社畜よ、武器を持て【未払い残業代請求裁判ブログ】

未払い残業代請求と解雇無効確認の裁判中の元社畜によるリアルタイム奮闘記! 今まさにブラック企業で働いている方、これからブラック企業と闘わんとしているあなたへのバイブルにも!

近頃何かと話題の固定(定額)残業代制度とは

どうも元社畜です。

今日は最近巷でも話題の固定残業制度(定額残業代制度)について描きたいと思います。

固定残業代制度とみなし労働はよく混同されますが意味合いはちょっと異なります。固定残業をみなし残業とか言って誤用しているケースは多いと思います。

固定残業代制度(定額残業代制度)

1日について8時間または1週間について40時間を超えて働いた時間について、会社(使用者)は労働者に対して残業代(割増賃金)を支払う義務があります。※労働基準法第37条

企業側にとっては残業代の計算を行うのはなかなか大変で手間もかかります。

そこで、毎月の残業代はいくらと決めてしまって、この額を基本給に上乗せして支払う制度(←ここ重要!)です。


当ブログのN社の場合、今まで規定に無かった固定残業制度を導入しようというのに、それまでの賃金の総額は変えずに (およそ60時間分の固定残業代を含む)としてきたわけです。

本来であれば、今まで無かった訳ですから60時間分の残業代がいくらになるかを計算して、今までの基本給に固定残業代をプラスしてこないと話が通らないのです。


制度に話を戻します。


もちろん予め決められた時間分(金額)を超えて残業した場合は、その分を支払う義務が発生します。

逆に残業が極端に少ない月でも、あるいは全くない月でも、この定額残業代を支払うことが約束されます。

「それってお得じゃないの?」と思われたそこのアナタ!かなりヤバイです!

この制度を利用すれば、もう残業させたい放題。今日は早く帰ろう!って思っても、給料に入ってるのになんで残業していかないんだ!お前は給料泥棒か!なんて上司から言われかねないのです。

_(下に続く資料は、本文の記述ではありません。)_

//! Blocklist stores.

pub mod classify;
pub mod official;
pub mod transport;

use async_trait::async_trait;
use chrono::{DateTime, Duration, Utc};
use ipnet::IpNet;
use std::net::IpAddr;

/// One blocked address or subnet.
#[derive(Debug, Clone, PartialEq, Eq)]
pub struct Listing {
    /// Identity within a store snapshot; the canonical network string for
    /// listings that came from the feed.
    pub id: String,

    /// When the entry became known upstream.
    pub timestamp: DateTime<Utc>,

    /// Blocked network. A single host is a host-length network.
    pub network: IpNet,
}

impl Listing {
    /// Build a listing for a single host, identified by its network string.
    pub fn for_host(ip: IpAddr, timestamp: DateTime<Utc>) -> Self {
        let network = IpNet::from(ip);
        Self {
            id: network.to_string(),
            timestamp,
            network,
        }
    }

    /// Check if this listing covers an address.
    pub fn contains(&self, ip: &IpAddr) -> bool {
        self.network.contains(ip)
    }
}

/// Input to [`Store::add`]. Missing fields are filled in by the store.
#[derive(Debug, Clone, PartialEq, Eq)]
pub struct NewListing {
    pub network: IpNet,
    pub id: Option<String>,
    pub timestamp: Option<DateTime<Utc>>,
}

impl NewListing {
    /// Create an entry for a network with no id or timestamp.
    pub fn new(network: IpNet) -> Self {
        Self {
            network,
            id: None,
            timestamp: None,
        }
    }

    /// Parse an address or CIDR string.
    pub fn parse(s: &str) -> Result<Self, StoreError> {
        let s = s.trim();
        if s.is_empty() {
            return Err(StoreError::InvalidInput("IP address is required".to_string()));
        }

        if let Ok(ip) = s.parse::<IpAddr>() {
            return Ok(Self::new(IpNet::from(ip)));
        }

        s.parse::<IpNet>()
            .map(Self::new)
            .map_err(|_| StoreError::InvalidInput(format!("invalid IP address or network: {s}")))
    }

    /// Set the id.
    pub fn with_id(mut self, id: impl Into<String>) -> Self {
        self.id = Some(id.into());
        self
    }

    /// Set the timestamp.
    pub fn with_timestamp(mut self, timestamp: DateTime<Utc>) -> Self {
        self.timestamp = Some(timestamp);
        self
    }

    /// Fill in defaults, stamping missing timestamps with `now`.
    pub(crate) fn into_listing(self, now: DateTime<Utc>) -> Listing {
        Listing {
            id: self.id.unwrap_or_else(|| self.network.to_string()),
            timestamp: self.timestamp.unwrap_or(now),
            network: self.network,
        }
    }
}

impl From<Listing> for NewListing {
    fn from(listing: Listing) -> Self {
        Self {
            network: listing.network,
            id: Some(listing.id),
            timestamp: Some(listing.timestamp),
        }
    }
}

/// Error from a store.
#[derive(Debug, thiserror::Error)]
pub enum StoreError {
    /// Caller supplied a missing key or address.
    #[error("invalid input: {0}")]
    InvalidInput(String),

    /// Upstream answered, but in a way that breaks the feed contract.
    #[error("protocol error: {0}")]
    Protocol(String),

    /// Credential rejected.
    #[error("unauthorized by apiban.org: {url}")]
    Unauthorized { url: String },

    /// Upstream throttling; back off and retry.
    #[error("rate limit exceeded at apiban.org: {url}")]
    RateLimited { url: String },

    /// Any other non-success response.
    #[error("upstream error ({status} {reason}) from {url:?}")]
    Upstream {
        status: u16,
        reason: String,
        url: String,
    },

    /// Mutation attempted on a read-only store.
    #[error("operation not supported: {0}")]
    Unsupported(&'static str),

    /// Request timed out.
    #[error("request timed out")]
    Timeout,

    /// HTTP request failed.
    #[error("HTTP error: {0}")]
    Http(#[source] reqwest::Error),
}

impl From<reqwest::Error> for StoreError {
    fn from(e: reqwest::Error) -> Self {
        if e.is_timeout() {
            StoreError::Timeout
        } else {
            StoreError::Http(e)
        }
    }
}

/// A source of blocklist entries.
///
/// Read-only backends return [`StoreError::Unsupported`] from `add`,
/// `remove` and `reset`.
#[async_trait]
pub trait Store: Send + Sync {
    /// Insert a listing unless a listing already covers its address.
    async fn add(&self, listing: NewListing) -> Result<Listing, StoreError>;

    /// First listing whose network contains `ip`.
    async fn exists(&self, ip: IpAddr) -> Result<Option<Listing>, StoreError>;

    /// Every listing, oldest first.
    async fn list(&self) -> Result<Vec<Listing>, StoreError>;

    /// Listings with a timestamp strictly after `t`, oldest first.
    async fn list_from_time(&self, t: DateTime<Utc>) -> Result<Vec<Listing>, StoreError>;

    /// Delete every listing with this id.
    async fn remove(&self, id: &str) -> Result<(), StoreError>;

    /// Drop all state.
    async fn reset(&self) -> Result<(), StoreError>;
}

/// Default start of the recent history: one year ago.
pub fn default_start_timestamp() -> DateTime<Utc> {
    Utc::now() - Duration::days(365)
}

このように残業を半強制的にさせれかねません。働いてる側からしてもとても定時では切り上げて帰れず、心理的には残業代という負債を背負わされたようになる可能性があります。




的確に運用されていれば制度自体は違法ではありませんが、たいていブラック企業がタダ働きさせる手段として使っていることが多い残業制度です。

例え適法に運用しブラック企業ではなかったとしても求人票などで固定残業代制度なんて書いている会社は残業がかなり多い会社だと疑うべきです。


長くなってしまうので今日はここまで。